In part 1 of this article, I began explaining how, although it is normal for anyone with professional employment, or who holds a professional license, to worry about losing their job or their occupational license because of a DUI, such an outcome is highly unlikely, especially in 1st offense cases. In the real world, this is a fear that almost never plays out. We saw that, contrary to how they’re often perceived, licensing bodies are not angry, punitive agencies just waiting to pounce and revoke licenses for things like DUI convictions.
Instead, as I tried to make clear, beyond having rather strict reporting requirements, the big risk for anyone with a professional license is that the licensing agency will require him or her to be “evaluated” to determine if they have any kind of substance abuse problem, and then required to complete any treatment deemed necessary as a result of that evaluation.
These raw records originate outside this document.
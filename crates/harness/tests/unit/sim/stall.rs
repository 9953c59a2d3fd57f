//! Stall Detector Unit Tests.

use rstest::rstest;
use vsim_harness::sim::StallDetector;

#[rstest]
#[case(1)]
#[case(3)]
#[case(10)]
fn fires_after_threshold_unchanged_checks(#[case] threshold: u64) {
    let mut stall = StallDetector::new(threshold);
    assert!(!stall.check(0x100));
    for i in 1..threshold {
        assert!(!stall.check(0x100), "fired early after {i} checks");
    }
    assert!(stall.check(0x100));
    assert_eq!(stall.stalled_cycles(), threshold);
}

#[test]
fn pc_change_resets_count() {
    let mut stall = StallDetector::new(2);
    assert!(!stall.check(0x10));
    assert!(!stall.check(0x10));
    assert!(!stall.check(0x14));
    assert_eq!(stall.stalled_cycles(), 0);
    assert!(!stall.check(0x14));
    assert!(stall.check(0x14));
}

#[test]
fn initial_previous_pc_is_zero() {
    let mut stall = StallDetector::new(2);
    assert!(!stall.check(0));
    assert!(stall.check(0));
    assert_eq!(stall.threshold(), 2);
}

#[test]
fn keeps_reporting_while_stalled() {
    let mut stall = StallDetector::new(1);
    let _ = stall.check(0x40);
    assert!(stall.check(0x40));
    assert!(stall.check(0x40));
}
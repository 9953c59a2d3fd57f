//! Harness Constants.
//!
//! This module defines constants shared by the memory model and the log emitters. It includes:
//! 1. **Sizes:** Bits per byte and the word size used by images and dumps.
//! 2. **Log Markers:** Fixed strings that appear in the instruction trace.
//! 3. **Vector Encoding:** Field positions of the `vtype` CSR.

/// Number of bits in a byte lane.
pub const BYTE_BITS: u32 = 8;

/// Size of a program image / memory dump word in bytes.
pub const WORD_BYTES: usize = 4;

/// Largest addressable memory (32-bit byte addresses).
pub const MAX_MEMORY_SIZE: u64 = 1 << 32;

/// Delimiter written to the instruction trace when the writeback PC changes.
pub const NEW_PC_MARKER: &str = "NEW PC";

/// Shift of the `vsew` field in `vtype`.
pub const VTYPE_VSEW_SHIFT: u32 = 3;

/// Mask of the `vsew` field after shifting.
pub const VTYPE_VSEW_MASK: u32 = 0x7;

/// Mask of the `vlmul` field in `vtype`.
pub const VTYPE_VLMUL_MASK: u32 = 0x7;
//! Common types and constants used throughout the harness.
//!
//! This module provides the building blocks shared by the memory model, the trace
//! emitters, and the session driver. It includes:
//! 1. **Constants:** Word sizes, log markers, and `vtype` field layout.
//! 2. **Port Transactions:** Read/write requests, read responses, and byte masks.
//! 3. **Error Handling:** The harness error type and `Result` alias.

/// Common constants used throughout the harness.
pub mod constants;

/// Memory port request/response types.
pub mod data;

/// Error type and result alias.
pub mod error;

pub use data::{ByteMask, DataRequest, ReadRequest, ReadResponse, WriteRequest};
pub use error::{HarnessError, Result};


/// Read port latency pipeline tests.
pub mod load;
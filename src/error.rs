use thiserror::Error;

use crate::SwitchId;

/// Failure reported by the switch-programming transport for a single command.
#[derive(Error, Debug, Clone, PartialEq, Eq)]
pub enum SinkError {
    #[error("switch s{0} is not reachable")]
    SwitchUnreachable(SwitchId),

    #[error("switch s{switch} rejected rule: {reason}")]
    Rejected { switch: SwitchId, reason: String },

    #[error("transport error: {0}")]
    Transport(String),
}

#[derive(Error, Debug)]
pub enum RoutingError {
    #[error("event queue is closed")]
    QueueClosed,

    #[error("event queue is full")]
    QueueFull,

    #[error("invalid configuration: {0}")]
    InvalidConfig(String),
}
As we’ll see in the coming paragraphs, the problem is that this takes place in an environment that, instead of being any kind of level playing field, is tilted far for toward the “better safe than sorry” side of things.
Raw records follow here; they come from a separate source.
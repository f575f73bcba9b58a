use serde::{Deserialize, Serialize};
use std::collections::BTreeSet;
use std::net::Ipv4Addr;

use crate::network::{AttachmentPoint, Link};
use crate::{DeviceId, PortNo, SwitchId};

#[derive(Debug, Clone, Copy, PartialEq, Eq, Serialize, Deserialize)]
#[serde(rename_all = "snake_case")]
pub enum LinkOperation {
    Up,
    Down,
}

/// Link discovery report. A switch id of `0` marks the host side of a switch-to-host link.
#[derive(Debug, Clone, Copy, PartialEq, Eq, Serialize, Deserialize)]
pub struct LinkUpdate {
    pub src: SwitchId,
    pub src_port: PortNo,
    pub dst: SwitchId,
    pub dst_port: PortNo,
    pub operation: LinkOperation,
}

impl LinkUpdate {
    pub fn is_host_link(&self) -> bool {
        self.src == 0 || self.dst == 0
    }

    pub fn link(&self) -> Link {
        Link::new(self.src, self.src_port, self.dst, self.dst_port)
    }
}

#[derive(Debug, Clone, Copy, PartialEq, Eq, Serialize, Deserialize)]
#[serde(rename_all = "snake_case")]
pub enum PortChange {
    Add,
    Delete,
    Up,
    Down,
}

impl PortChange {
    pub fn enables(&self) -> bool {
        matches!(self, PortChange::Add | PortChange::Up)
    }
}

/// What device tracking knows about a host at the time of the notification.
#[derive(Debug, Clone, PartialEq, Eq, Serialize, Deserialize)]
pub struct DeviceUpdate {
    pub device: DeviceId,
    #[serde(default)]
    pub ipv4: Option<Ipv4Addr>,
    #[serde(default)]
    pub attachment: Option<AttachmentPoint>,
}

#[derive(Debug, Clone, PartialEq, Eq, Serialize, Deserialize)]
#[serde(tag = "event", rename_all = "snake_case")]
pub enum TopologyEvent {
    SwitchAdded {
        switch: SwitchId,
        #[serde(default)]
        ports: BTreeSet<PortNo>,
    },
    SwitchRemoved {
        switch: SwitchId,
    },
    SwitchPortChanged {
        switch: SwitchId,
        port: PortNo,
        change: PortChange,
    },
    LinksUpdated {
        updates: Vec<LinkUpdate>,
    },
    HostAdded(DeviceUpdate),
    HostIpChanged(DeviceUpdate),
    HostMoved(DeviceUpdate),
    HostRemoved {
        device: DeviceId,
    },
}

impl TopologyEvent {
    pub fn kind(&self) -> &'static str {
        match self {
            TopologyEvent::SwitchAdded { .. } => "switch_added",
            TopologyEvent::SwitchRemoved { .. } => "switch_removed",
            TopologyEvent::SwitchPortChanged { .. } => "switch_port_changed",
            TopologyEvent::LinksUpdated { .. } => "links_updated",
            TopologyEvent::HostAdded(_) => "host_added",
            TopologyEvent::HostIpChanged(_) => "host_ip_changed",
            TopologyEvent::HostMoved(_) => "host_moved",
            TopologyEvent::HostRemoved { .. } => "host_removed",
        }
    }
}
Even so, it goes without saying that a person is better off being able to keep his or her license, but also be required to complete any kind of treatment to do that, rather than simply having it taken away. The reality, however, is that (especially for medical professionals), we’re not talking about a few months of seeing a counselor once a week; the kinds of remedial measures required can be extremely demanding, and often include, in addition to anything the court orders, several AA or NA meetings per week, individual and group counseling, and regular breath and/or urine testing.